[Items listed in a dataset]

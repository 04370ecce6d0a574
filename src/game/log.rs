//! Undo and redo history of a single game.

use crate::chess::position::Position;
use crate::chess::record::MoveRecord;
use crate::error::GameError;

/// Two stacks of [`MoveRecord`]s: moves that have been played (most recent
/// last) and moves that were taken back and can be played again.
///
/// The log does not own the position: undo and redo take the current
/// position and return the one on the other side of the move.
#[derive(Clone, Debug, Default, PartialEq, Eq)]
pub struct GameLog {
    history: Vec<MoveRecord>,
    redo: Vec<MoveRecord>,
}

impl GameLog {
    #[must_use]
    #[allow(missing_docs)]
    pub fn new() -> Self {
        Self::default()
    }

    /// Appends a freshly played move. Any moves that could be redone are
    /// discarded because the game has diverged.
    pub fn record(&mut self, record: MoveRecord) {
        self.history.push(record);
        self.redo.clear();
    }

    /// Takes back the last played move.
    ///
    /// # Errors
    ///
    /// [`GameError::EmptyHistory`] if no moves were played.
    pub fn undo(&mut self, position: &Position) -> Result<(Position, MoveRecord), GameError> {
        let record = self.history.pop().ok_or(GameError::EmptyHistory)?;
        self.redo.push(record);
        Ok((position.reverse(&record), record))
    }

    /// Plays the last taken back move again.
    ///
    /// # Errors
    ///
    /// [`GameError::EmptyRedo`] if nothing was taken back since the last
    /// played move.
    pub fn redo(&mut self, position: &Position) -> Result<(Position, MoveRecord), GameError> {
        let record = self.redo.pop().ok_or(GameError::EmptyRedo)?;
        self.history.push(record);
        Ok((position.replay(&record), record))
    }

    /// Played moves, oldest first.
    #[must_use]
    pub fn history(&self) -> &[MoveRecord] {
        &self.history
    }

    /// Moves that can be redone, the next one last.
    #[must_use]
    pub fn redo_stack(&self) -> &[MoveRecord] {
        &self.redo
    }

    /// The most recently played move.
    #[must_use]
    pub fn last(&self) -> Option<&MoveRecord> {
        self.history.last()
    }

    /// Number of played moves.
    #[must_use]
    pub fn len(&self) -> usize {
        self.history.len()
    }

    #[must_use]
    #[allow(missing_docs)]
    pub fn is_empty(&self) -> bool {
        self.history.is_empty()
    }

    /// Forgets both played and taken back moves.
    pub fn clear(&mut self) {
        self.history.clear();
        self.redo.clear();
    }

    #[must_use]
    #[allow(missing_docs)]
    pub fn can_undo(&self) -> bool {
        !self.history.is_empty()
    }

    #[must_use]
    #[allow(missing_docs)]
    pub fn can_redo(&self) -> bool {
        !self.redo.is_empty()
    }
}
//! Implementation of chess environment, its rules and specifics.

pub mod core;
pub mod position;
pub mod record;
//! Visible-task filtering and ordering.

use std::cmp::Reverse;

use serde::{Deserialize, Serialize};

use crate::task::{Category, Priority, Task};

#[derive(Debug, Clone, Copy, Serialize, Deserialize, PartialEq, Eq)]
#[serde(rename_all = "lowercase")]
pub enum StatusFilter {
    Completed,
    Pending,
}

impl std::str::FromStr for StatusFilter {
    type Err = crate::error::Error;

    fn from_str(raw: &str) -> crate::error::Result<Self> {
        match raw.trim().to_ascii_lowercase().as_str() {
            "completed" | "done" => Ok(StatusFilter::Completed),
            "pending" | "open" => Ok(StatusFilter::Pending),
            other => Err(crate::error::Error::InvalidArgument(format!(
                "unknown status '{other}' (expected completed|pending)"
            ))),
        }
    }
}

/// Search text plus optional category/priority/status constraints, ANDed.
#[derive(Debug, Clone, Default, Serialize, Deserialize, PartialEq, Eq)]
pub struct FilterCriteria {
    #[serde(default)]
    pub search: String,
    #[serde(default)]
    pub category: Option<Category>,
    #[serde(default)]
    pub priority: Option<Priority>,
    #[serde(default)]
    pub status: Option<StatusFilter>,
}

impl FilterCriteria {
    pub fn matches(&self, task: &Task) -> bool {
        self.matches_search(task)
            && self.category.map_or(true, |category| task.category == category)
            && self.priority.map_or(true, |priority| task.priority == priority)
            && match self.status {
                Some(StatusFilter::Completed) => task.completed,
                Some(StatusFilter::Pending) => !task.completed,
                None => true,
            }
    }

    fn matches_search(&self, task: &Task) -> bool {
        let needle = self.search.trim().to_lowercase();
        if needle.is_empty() {
            return true;
        }
        task.title.to_lowercase().contains(&needle)
            || task.description.to_lowercase().contains(&needle)
    }
}

/// Matching tasks, open before completed, then by priority (high first).
/// Equal keys keep their source order.
pub fn filter<'a>(tasks: &'a [Task], criteria: &FilterCriteria) -> Vec<&'a Task> {
    let mut visible: Vec<&Task> = tasks.iter().filter(|task| criteria.matches(task)).collect();
    visible.sort_by_key(|task| (task.completed, Reverse(task.priority.rank())));
    visible
}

* [Activity]
Check each line above for the string "first" and return those that contain it.

* [Expected output]
    /// Played moves, oldest first.
/// Matching tasks, open before completed, then by priority (high first).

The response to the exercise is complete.